**Exercise brief**.
What is needed is every line of the material that contains "Debug".

**The data**.
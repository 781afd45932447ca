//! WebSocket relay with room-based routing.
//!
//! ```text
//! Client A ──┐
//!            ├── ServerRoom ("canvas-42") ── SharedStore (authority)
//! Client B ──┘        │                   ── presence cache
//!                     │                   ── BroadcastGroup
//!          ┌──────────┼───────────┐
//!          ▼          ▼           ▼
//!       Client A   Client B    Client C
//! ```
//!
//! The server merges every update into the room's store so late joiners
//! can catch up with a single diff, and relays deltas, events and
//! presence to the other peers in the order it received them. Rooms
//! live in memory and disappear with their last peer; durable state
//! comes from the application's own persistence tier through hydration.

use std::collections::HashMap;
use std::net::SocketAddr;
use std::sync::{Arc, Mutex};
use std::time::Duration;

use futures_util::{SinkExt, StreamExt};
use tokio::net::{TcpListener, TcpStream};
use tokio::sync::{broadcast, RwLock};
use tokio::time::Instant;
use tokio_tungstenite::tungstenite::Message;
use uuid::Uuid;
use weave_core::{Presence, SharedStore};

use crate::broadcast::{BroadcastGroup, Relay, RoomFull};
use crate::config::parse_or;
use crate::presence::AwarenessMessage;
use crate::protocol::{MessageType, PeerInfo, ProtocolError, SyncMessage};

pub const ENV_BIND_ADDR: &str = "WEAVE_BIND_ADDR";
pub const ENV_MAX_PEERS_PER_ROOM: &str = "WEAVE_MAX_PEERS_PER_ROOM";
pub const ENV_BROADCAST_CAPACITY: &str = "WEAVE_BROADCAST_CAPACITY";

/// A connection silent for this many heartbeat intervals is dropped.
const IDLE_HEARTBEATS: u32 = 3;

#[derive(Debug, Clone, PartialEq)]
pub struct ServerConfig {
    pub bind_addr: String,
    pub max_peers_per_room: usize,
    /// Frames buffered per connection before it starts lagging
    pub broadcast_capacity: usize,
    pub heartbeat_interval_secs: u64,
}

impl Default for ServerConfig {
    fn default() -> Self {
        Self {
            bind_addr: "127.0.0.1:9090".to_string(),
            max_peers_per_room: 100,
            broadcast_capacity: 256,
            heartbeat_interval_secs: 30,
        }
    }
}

==

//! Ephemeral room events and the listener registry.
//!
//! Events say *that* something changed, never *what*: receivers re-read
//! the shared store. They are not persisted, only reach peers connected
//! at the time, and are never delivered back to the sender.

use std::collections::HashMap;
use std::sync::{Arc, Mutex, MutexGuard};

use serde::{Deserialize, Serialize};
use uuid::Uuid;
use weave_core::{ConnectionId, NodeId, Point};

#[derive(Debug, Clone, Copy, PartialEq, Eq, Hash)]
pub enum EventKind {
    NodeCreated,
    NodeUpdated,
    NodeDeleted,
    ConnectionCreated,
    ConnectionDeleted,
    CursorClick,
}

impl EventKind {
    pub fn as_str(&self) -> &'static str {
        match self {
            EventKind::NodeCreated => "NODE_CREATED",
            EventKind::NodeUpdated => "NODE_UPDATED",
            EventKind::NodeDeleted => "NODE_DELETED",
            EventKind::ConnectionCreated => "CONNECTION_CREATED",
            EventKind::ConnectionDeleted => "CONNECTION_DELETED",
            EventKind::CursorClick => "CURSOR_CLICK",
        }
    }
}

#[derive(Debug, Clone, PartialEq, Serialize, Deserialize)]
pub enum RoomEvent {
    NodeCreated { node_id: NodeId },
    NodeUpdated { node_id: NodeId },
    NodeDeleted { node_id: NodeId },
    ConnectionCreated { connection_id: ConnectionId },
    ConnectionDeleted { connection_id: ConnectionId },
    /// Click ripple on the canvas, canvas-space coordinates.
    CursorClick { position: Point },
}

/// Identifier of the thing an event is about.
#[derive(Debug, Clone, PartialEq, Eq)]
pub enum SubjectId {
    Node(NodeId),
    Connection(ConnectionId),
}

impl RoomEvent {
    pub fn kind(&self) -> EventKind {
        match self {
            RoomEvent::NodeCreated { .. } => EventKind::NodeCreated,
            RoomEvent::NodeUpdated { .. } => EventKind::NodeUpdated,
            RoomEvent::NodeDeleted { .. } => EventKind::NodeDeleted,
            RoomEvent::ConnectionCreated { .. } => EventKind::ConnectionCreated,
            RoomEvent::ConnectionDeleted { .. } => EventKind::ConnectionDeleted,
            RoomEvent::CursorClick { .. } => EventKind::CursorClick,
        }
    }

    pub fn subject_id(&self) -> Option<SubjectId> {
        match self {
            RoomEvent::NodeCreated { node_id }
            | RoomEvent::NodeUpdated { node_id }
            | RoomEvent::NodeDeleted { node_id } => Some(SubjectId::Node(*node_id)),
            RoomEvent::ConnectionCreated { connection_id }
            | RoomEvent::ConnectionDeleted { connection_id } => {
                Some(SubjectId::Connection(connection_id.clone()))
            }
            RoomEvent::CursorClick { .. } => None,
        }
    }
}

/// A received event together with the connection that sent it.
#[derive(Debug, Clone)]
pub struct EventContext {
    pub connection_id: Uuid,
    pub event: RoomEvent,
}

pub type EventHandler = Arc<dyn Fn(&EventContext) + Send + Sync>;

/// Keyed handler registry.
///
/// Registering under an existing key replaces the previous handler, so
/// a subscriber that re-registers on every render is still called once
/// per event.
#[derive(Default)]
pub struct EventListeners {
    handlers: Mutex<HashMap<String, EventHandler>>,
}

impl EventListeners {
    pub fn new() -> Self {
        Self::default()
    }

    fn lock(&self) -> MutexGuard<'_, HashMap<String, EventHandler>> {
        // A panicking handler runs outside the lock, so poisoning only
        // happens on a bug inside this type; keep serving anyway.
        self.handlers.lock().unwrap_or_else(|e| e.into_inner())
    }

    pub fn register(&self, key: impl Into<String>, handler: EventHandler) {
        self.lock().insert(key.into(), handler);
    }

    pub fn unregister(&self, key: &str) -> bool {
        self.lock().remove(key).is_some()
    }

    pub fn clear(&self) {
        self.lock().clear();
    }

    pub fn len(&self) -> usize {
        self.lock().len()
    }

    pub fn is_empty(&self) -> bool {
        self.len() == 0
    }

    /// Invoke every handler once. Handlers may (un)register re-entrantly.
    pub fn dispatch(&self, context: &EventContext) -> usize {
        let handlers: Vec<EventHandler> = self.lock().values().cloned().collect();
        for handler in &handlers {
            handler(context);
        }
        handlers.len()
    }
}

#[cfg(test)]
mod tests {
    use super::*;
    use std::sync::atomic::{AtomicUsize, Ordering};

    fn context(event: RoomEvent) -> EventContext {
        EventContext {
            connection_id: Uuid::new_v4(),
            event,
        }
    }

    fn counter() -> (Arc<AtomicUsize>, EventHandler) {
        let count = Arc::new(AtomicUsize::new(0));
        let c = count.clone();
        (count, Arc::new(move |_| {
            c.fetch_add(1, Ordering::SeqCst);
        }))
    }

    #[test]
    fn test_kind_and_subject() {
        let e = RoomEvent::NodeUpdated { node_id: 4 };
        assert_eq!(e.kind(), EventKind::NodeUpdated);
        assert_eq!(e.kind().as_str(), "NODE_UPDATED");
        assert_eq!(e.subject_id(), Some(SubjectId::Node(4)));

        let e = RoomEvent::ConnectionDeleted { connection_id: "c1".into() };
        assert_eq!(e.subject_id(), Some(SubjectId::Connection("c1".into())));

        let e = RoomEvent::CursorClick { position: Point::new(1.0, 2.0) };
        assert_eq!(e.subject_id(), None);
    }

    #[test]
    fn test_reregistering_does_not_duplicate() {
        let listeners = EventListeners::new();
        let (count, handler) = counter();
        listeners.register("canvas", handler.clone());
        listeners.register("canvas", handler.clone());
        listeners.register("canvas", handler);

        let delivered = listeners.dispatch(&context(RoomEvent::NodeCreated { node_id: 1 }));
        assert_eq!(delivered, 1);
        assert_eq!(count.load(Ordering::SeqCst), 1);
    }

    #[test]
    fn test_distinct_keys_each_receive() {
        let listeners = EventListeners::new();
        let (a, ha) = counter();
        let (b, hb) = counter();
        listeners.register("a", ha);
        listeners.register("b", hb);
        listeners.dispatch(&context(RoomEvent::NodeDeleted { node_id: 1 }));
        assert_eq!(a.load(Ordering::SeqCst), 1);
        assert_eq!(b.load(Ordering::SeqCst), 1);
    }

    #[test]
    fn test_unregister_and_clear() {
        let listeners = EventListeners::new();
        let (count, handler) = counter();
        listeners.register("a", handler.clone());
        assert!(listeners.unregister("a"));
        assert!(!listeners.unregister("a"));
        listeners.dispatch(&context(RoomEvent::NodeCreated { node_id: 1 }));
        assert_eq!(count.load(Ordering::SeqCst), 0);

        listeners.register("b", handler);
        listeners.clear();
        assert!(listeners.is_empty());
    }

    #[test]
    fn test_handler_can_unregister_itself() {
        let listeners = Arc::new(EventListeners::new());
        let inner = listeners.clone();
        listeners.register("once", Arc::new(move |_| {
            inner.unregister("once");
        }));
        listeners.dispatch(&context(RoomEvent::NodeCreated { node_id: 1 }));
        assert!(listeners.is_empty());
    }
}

**Response to this task**.
#[derive(Debug, Clone, PartialEq)]
#[derive(Debug, Clone, Copy, PartialEq, Eq, Hash)]
#[derive(Debug, Clone, PartialEq, Serialize, Deserialize)]
#[derive(Debug, Clone, PartialEq, Eq)]
#[derive(Debug, Clone)]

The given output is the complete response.